**Data section**.
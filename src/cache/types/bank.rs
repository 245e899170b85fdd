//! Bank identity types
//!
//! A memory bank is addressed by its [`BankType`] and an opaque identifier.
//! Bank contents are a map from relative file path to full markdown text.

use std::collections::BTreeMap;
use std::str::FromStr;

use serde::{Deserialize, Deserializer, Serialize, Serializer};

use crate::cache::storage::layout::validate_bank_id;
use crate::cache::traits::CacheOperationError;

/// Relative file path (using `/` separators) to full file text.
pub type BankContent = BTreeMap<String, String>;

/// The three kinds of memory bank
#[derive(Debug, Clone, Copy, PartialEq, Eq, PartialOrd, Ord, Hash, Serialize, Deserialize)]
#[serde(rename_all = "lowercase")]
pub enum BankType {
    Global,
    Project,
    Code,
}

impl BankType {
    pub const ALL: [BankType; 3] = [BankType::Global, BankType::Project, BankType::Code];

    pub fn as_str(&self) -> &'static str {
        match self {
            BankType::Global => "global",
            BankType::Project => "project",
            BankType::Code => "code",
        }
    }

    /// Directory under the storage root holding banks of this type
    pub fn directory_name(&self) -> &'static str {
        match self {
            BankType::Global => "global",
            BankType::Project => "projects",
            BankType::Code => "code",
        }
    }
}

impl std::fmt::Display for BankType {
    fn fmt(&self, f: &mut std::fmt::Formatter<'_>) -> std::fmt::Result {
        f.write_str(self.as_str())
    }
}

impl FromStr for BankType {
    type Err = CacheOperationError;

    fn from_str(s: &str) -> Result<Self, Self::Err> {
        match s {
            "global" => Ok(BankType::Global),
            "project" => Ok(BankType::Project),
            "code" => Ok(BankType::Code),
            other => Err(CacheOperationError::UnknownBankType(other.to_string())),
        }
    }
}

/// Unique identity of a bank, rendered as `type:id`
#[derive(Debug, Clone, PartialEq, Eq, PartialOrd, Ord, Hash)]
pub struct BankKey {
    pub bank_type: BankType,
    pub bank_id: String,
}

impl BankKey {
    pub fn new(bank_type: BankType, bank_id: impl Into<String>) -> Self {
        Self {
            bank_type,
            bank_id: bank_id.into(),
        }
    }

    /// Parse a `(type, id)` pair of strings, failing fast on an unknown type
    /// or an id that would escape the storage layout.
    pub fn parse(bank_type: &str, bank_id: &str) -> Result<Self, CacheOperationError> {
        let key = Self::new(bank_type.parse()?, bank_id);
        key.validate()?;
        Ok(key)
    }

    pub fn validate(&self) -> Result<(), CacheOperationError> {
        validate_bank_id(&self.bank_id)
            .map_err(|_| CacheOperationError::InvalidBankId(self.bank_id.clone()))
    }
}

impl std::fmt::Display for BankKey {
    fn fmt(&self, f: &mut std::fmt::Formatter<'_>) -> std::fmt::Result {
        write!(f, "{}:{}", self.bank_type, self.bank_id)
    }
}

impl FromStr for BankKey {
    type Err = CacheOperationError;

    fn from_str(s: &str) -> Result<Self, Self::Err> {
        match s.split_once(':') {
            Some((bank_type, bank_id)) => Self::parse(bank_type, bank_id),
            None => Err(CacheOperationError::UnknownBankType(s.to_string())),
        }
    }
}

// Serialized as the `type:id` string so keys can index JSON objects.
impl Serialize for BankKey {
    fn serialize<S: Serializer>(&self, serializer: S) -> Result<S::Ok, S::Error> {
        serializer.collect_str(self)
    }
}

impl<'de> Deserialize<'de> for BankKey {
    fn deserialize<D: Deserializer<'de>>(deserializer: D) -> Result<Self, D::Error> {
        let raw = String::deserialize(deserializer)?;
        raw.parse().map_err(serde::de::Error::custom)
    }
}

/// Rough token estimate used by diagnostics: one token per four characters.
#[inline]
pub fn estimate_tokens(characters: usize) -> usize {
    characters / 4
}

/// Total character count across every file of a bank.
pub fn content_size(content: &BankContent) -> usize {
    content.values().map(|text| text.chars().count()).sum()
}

**Work task**. Scan the data above, find each line with "Result", and copy it.

**Exercise output**.
    fn fmt(&self, f: &mut std::fmt::Formatter<'_>) -> std::fmt::Result {
    fn from_str(s: &str) -> Result<Self, Self::Err> {
    pub fn parse(bank_type: &str, bank_id: &str) -> Result<Self, CacheOperationError> {
    pub fn validate(&self) -> Result<(), CacheOperationError> {
    fn fmt(&self, f: &mut std::fmt::Formatter<'_>) -> std::fmt::Result {
    fn from_str(s: &str) -> Result<Self, Self::Err> {
    fn serialize<S: Serializer>(&self, serializer: S) -> Result<S::Ok, S::Error> {
    fn deserialize<D: Deserializer<'de>>(deserializer: D) -> Result<Self, D::Error> {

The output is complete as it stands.